■ Work to complete
Below this line is the material. Write out only its lines from the one containing "v.is_finite() && *v >= 0.0)" through the one containing "Characteristic::TemperatureDisplayUnits => match", both kept, exactly.

■ Source material
..........

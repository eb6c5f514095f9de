use std::{fmt, str::FromStr};

use models::{heating_cooling::HeatingCooling, units::round_decimal};
use serde_json::{json, Value};

use super::BridgeConfig;
use crate::error::BridgeError;

/// The thermostat characteristics an accessory exposes.
#[derive(Copy, Clone, Debug, PartialEq, Eq, Hash)]
pub enum Characteristic {
    CurrentHeatingCoolingState,
    TargetHeatingCoolingState,
    CurrentTemperature,
    TargetTemperature,
    TemperatureDisplayUnits,
    CurrentRelativeHumidity,
}

impl Characteristic {
    pub const ALL: [Characteristic; 6] = [
        Characteristic::CurrentHeatingCoolingState,
        Characteristic::TargetHeatingCoolingState,
        Characteristic::CurrentTemperature,
        Characteristic::TargetTemperature,
        Characteristic::TemperatureDisplayUnits,
        Characteristic::CurrentRelativeHumidity,
    ];

    pub fn name(self) -> &'static str {
        match self {
            Characteristic::CurrentHeatingCoolingState => "CurrentHeatingCoolingState",
            Characteristic::TargetHeatingCoolingState => "TargetHeatingCoolingState",
            Characteristic::CurrentTemperature => "CurrentTemperature",
            Characteristic::TargetTemperature => "TargetTemperature",
            Characteristic::TemperatureDisplayUnits => "TemperatureDisplayUnits",
            Characteristic::CurrentRelativeHumidity => "CurrentRelativeHumidity",
        }
    }

    pub fn is_writable(self) -> bool {
        matches!(
            self,
            Characteristic::TargetHeatingCoolingState
                | Characteristic::TargetTemperature
                | Characteristic::TemperatureDisplayUnits
        )
    }

    /// Backend path queried to read this characteristic.
    pub fn read_path(self) -> &'static str {
        match self {
            Characteristic::CurrentHeatingCoolingState => "get/state",
            Characteristic::TargetHeatingCoolingState => "get/mode",
            Characteristic::CurrentTemperature | Characteristic::CurrentRelativeHumidity => {
                "get/conditions"
            }
            Characteristic::TargetTemperature => "get/temp/target",
            Characteristic::TemperatureDisplayUnits => "get/temp/display_units",
        }
    }

    /// Picks the characteristic value out of the reply to [`Self::read_path`].
    pub fn read_value(self, reply: &Value) -> Option<Value> {
        match self {
            Characteristic::CurrentHeatingCoolingState => {
                let state = heating_cooling_at(reply, "/state/value")?;
                state.is_current_state().then(|| json!(state.value()))
            }
            Characteristic::TargetHeatingCoolingState => {
                heating_cooling_at(reply, "/mode/value").map(|mode| json!(mode.value()))
            }
            Characteristic::CurrentTemperature => number_at(reply, "/conditions/temp/celsius"),
            Characteristic::TargetTemperature => number_at(reply, "/temp/celsius"),
            Characteristic::TemperatureDisplayUnits => reply
                .get("celsius")
                .and_then(Value::as_bool)
                .map(|celsius| json!(if celsius { 0 } else { 1 })),
            Characteristic::CurrentRelativeHumidity => {
                number_at(reply, "/conditions/relative_humidity")
            }
        }
    }

    /// Backend path that sets this characteristic to `value`.
    pub fn write_path(self, value: &Value, config: &BridgeConfig) -> Result<String, BridgeError> {
        let invalid = || BridgeError::InvalidValue {
            characteristic: self,
            value: value.clone(),
        };

        match self {
            Characteristic::TargetHeatingCoolingState => {
                let mode = value
                    .as_u64()
                    .and_then(|v| u8::try_from(v).ok())
                    .and_then(HeatingCooling::from_value)
                    .ok_or_else(invalid)?;
                let name = config.backend_mode(mode).ok_or(BridgeError::UnmappedMode(mode))?;
                Ok(format!("set/mode/{name}"))
            }
            Characteristic::TargetTemperature => {
                let celsius = value
                    .as_f64()
                    .filter(|v| v.is_finite() && *v >= 0.0)
                    .ok_or_else(invalid)?;
                Ok(format!("set/temp/target/{}/C", round_decimal(celsius, 1)))
            }
            Characteristic::TemperatureDisplayUnits => match value.as_u64() {
                Some(0) => Ok("set/temp/display_units/C".to_string()),
                Some(1) => Ok("set/temp/display_units/F".to_string()),
                _ => Err(invalid()),
            },
            Characteristic::CurrentHeatingCoolingState
            | Characteristic::CurrentTemperature
            | Characteristic::CurrentRelativeHumidity => Err(BridgeError::ReadOnly(self)),
        }
    }
}

fn heating_cooling_at(reply: &Value, pointer: &str) -> Option<HeatingCooling> {
    let value = reply.pointer(pointer)?.as_u64()?;
    HeatingCooling::from_value(u8::try_from(value).ok()?)
}

fn number_at(reply: &Value, pointer: &str) -> Option<Value> {
    reply.pointer(pointer).filter(|v| v.is_number()).cloned()
}

impl FromStr for Characteristic {
    type Err = BridgeError;

    fn from_str(s: &str) -> Result<Self, Self::Err> {
        Characteristic::ALL
            .into_iter()
            .find(|c| c.name() == s)
            .ok_or_else(|| BridgeError::UnknownCharacteristic(s.to_string()))
    }
}

impl fmt::Display for Characteristic {
    fn fmt(&self, f: &mut fmt::Formatter<'_>) -> fmt::Result {
        f.write_str(self.name())
    }
}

..........

■ Problem solution
                    .filter(|v| v.is_finite() && *v >= 0.0)
                    .ok_or_else(invalid)?;
                Ok(format!("set/temp/target/{}/C", round_decimal(celsius, 1)))
            }
            Characteristic::TemperatureDisplayUnits => match value.as_u64() {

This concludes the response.